The aim of the series is to survive in the wild and in complete human isolation. This includes activities such as: searching for food, building or finding a shelter and a place to sleep, passing of prepared tasks (for points) and filming them. Thanks to the location on a lakeshore the water supply and the possibility to fish are guaranteed. All the participants have access to a sealed first aid kit, a sealed mobile phone, a GPS transmitter and the technical equipment for filming.

In the first episode the competition rules, participants and the items chosen in each case were presented. Subsequent episodes showed the participants' recordings, which lasted approximately half a day per episode, with the length of the segments per participant depending on the quantity and quality of the material provided. From the time of elimination the participants are no longer shown at least in the main part of the show, even if they decide to remain on the filming site.

The participants are obliged to daily confirm their well-being by pressing the dead man's switch. Should they fail to do it, they are eliminated and picked up. In addition, the participants have to open a sealed envelope containing a daily challenge. Participation in these tasks is voluntary, but points can be earned by participating, which plays a role in determining the overall winner.

The use of the cell phone carried for emergencies only, will result in direct elimination of the participant, and the use of materials from the first aid kit will be sanctioned with point deductions.[4]

The winner is the participant who stays in the game the longest. If more than one participant remains in the game until the end, the winner is the one who achieves the highest score in the challenges. They will be awarded 10,000 euros prize money, which is donated to a charity organization of their choice.[4]

Participants and Selected Items

Episode overview

Winner 

With 42 points, Fritz Meinecke was the winner of the first season. The prize of 10,000 Euros was donated to Robert Marc Lehmann's project Mission Erde. Chris and Mattin shared the second place due to the same score. The following places were determined by the date of elimination.

Reception 

The aired episodes have an average of over four million views. The Stuttgarter Nachrichten announced the start of the series.

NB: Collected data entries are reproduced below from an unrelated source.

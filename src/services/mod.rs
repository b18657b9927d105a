// Service module exports

pub mod api;
pub mod countdown;
pub mod notification;
pub mod policy_sync;
pub mod settings;
pub mod worker;
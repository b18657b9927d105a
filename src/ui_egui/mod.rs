mod app;

pub use app::{native_options, DashboardApp};
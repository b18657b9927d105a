// Property-based tests for the time remaining calculator
// Checks the display contract with random targets and clock readings

use chrono::{Duration, TimeZone, Utc};
use dms_dashboard::services::countdown::{
    format_remaining, time_remaining_ms, CountdownPhase, TimeBreakdown, TIMES_UP_MESSAGE,
};
use proptest::prelude::*;

proptest! {
    /// Property: remaining time never grows as the clock moves forward
    #[test]
    fn prop_remaining_is_non_increasing(
        offset_ms in -1_000_000_000i64..1_000_000_000,
        step_ms in 0i64..100_000_000,
    ) {
        let now = Utc.with_ymd_and_hms(2026, 1, 1, 0, 0, 0).unwrap();
        let target = now + Duration::milliseconds(offset_ms);

        let earlier = time_remaining_ms(target, now);
        let later = time_remaining_ms(target, now + Duration::milliseconds(step_ms));

        prop_assert!(later <= earlier);
    }

    /// Property: the breakdown adds back up to the whole seconds remaining
    #[test]
    fn prop_breakdown_reassembles(ms in 1u64..400_000_000_000) {
        let parts = TimeBreakdown::from_millis(ms);

        prop_assert!(parts.hours < 24);
        prop_assert!(parts.minutes < 60);
        prop_assert!(parts.seconds < 60);
        let total = ((parts.days * 24 + parts.hours) * 60 + parts.minutes) * 60 + parts.seconds;
        prop_assert_eq!(total, ms / 1000);
    }

    /// Property: only an exact zero reads as expired
    #[test]
    fn prop_display_matches_phase(ms in 0u64..10_000_000) {
        let display = format_remaining(ms);
        match CountdownPhase::from_remaining(ms) {
            CountdownPhase::Expired => prop_assert_eq!(display, TIMES_UP_MESSAGE),
            CountdownPhase::Counting => {
                prop_assert!(display.ends_with('s'));
                prop_assert_ne!(display, TIMES_UP_MESSAGE);
            }
        }
    }
}
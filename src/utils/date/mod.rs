// Date utility functions
// Expiration parsing and display helpers shared by the model and the UI

use chrono::{DateTime, Local, NaiveDate, NaiveDateTime, TimeZone, Utc};

/// Parse an expiration value as sent by the policy API.
///
/// Accepts RFC 3339, naive `YYYY-MM-DDTHH:MM:SS` (treated as UTC), plain
/// dates (`YYYY-MM-DD` or legacy `MM/DD/YYYY`, both UTC midnight) and integer
/// epoch seconds. Returns `None` for anything else.
pub fn parse_expiration(raw: &str) -> Option<DateTime<Utc>> {
    let trimmed = raw.trim();
    if trimmed.is_empty() {
        return None;
    }

    if let Ok(parsed) = DateTime::parse_from_rfc3339(trimmed) {
        return Some(parsed.with_timezone(&Utc));
    }

    for format in ["%Y-%m-%dT%H:%M:%S%.f", "%Y-%m-%d %H:%M:%S%.f"] {
        if let Ok(naive) = NaiveDateTime::parse_from_str(trimmed, format) {
            return Some(Utc.from_utc_datetime(&naive));
        }
    }

    for format in ["%Y-%m-%d", "%m/%d/%Y"] {
        if let Ok(date) = NaiveDate::parse_from_str(trimmed, format) {
            return date
                .and_hms_opt(0, 0, 0)
                .map(|naive| Utc.from_utc_datetime(&naive));
        }
    }

    trimmed
        .parse::<i64>()
        .ok()
        .and_then(|secs| Utc.timestamp_opt(secs, 0).single())
}

/// Formats an expiration for the policies table in the local timezone.
pub fn format_date_local(value: DateTime<Utc>) -> String {
    value.with_timezone(&Local).format("%b %-d, %Y").to_string()
}

/// Wire representation used when submitting a policy form.
pub fn to_wire_date(date: NaiveDate) -> String {
    date.format("%Y-%m-%d").to_string()
}
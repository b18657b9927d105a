// Module exports for models

pub mod policy;
pub mod settings;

After the series' launch, the youth radio program of the SWR (the Southwest Broadcasting is a regional public broadcasting cooperation serving the southwest of Germany) Dasding wrote: "The survival format "7 vs. Wild" is going through the roof on YouTube right now." Web video producer MontanaBlack stated that, "it's one of the most hyped formats ever on YouTube." The news portal Watson (a Swiss news portal) called the series "brilliant."

The episodes also received attention due to "live reactions" from popular streamers such as Simon Unge, Jens Knossalla und Rezo. Additionally, some of the participants responded to the episodes by providing additional background information, such as from Fritz Meinecke.

Season 2 

The second season of 7 vs. Wild is currently published each Wednesday and Saturday on YouTube. It is accompanied by the behind the scenes videos on DAVE's channel.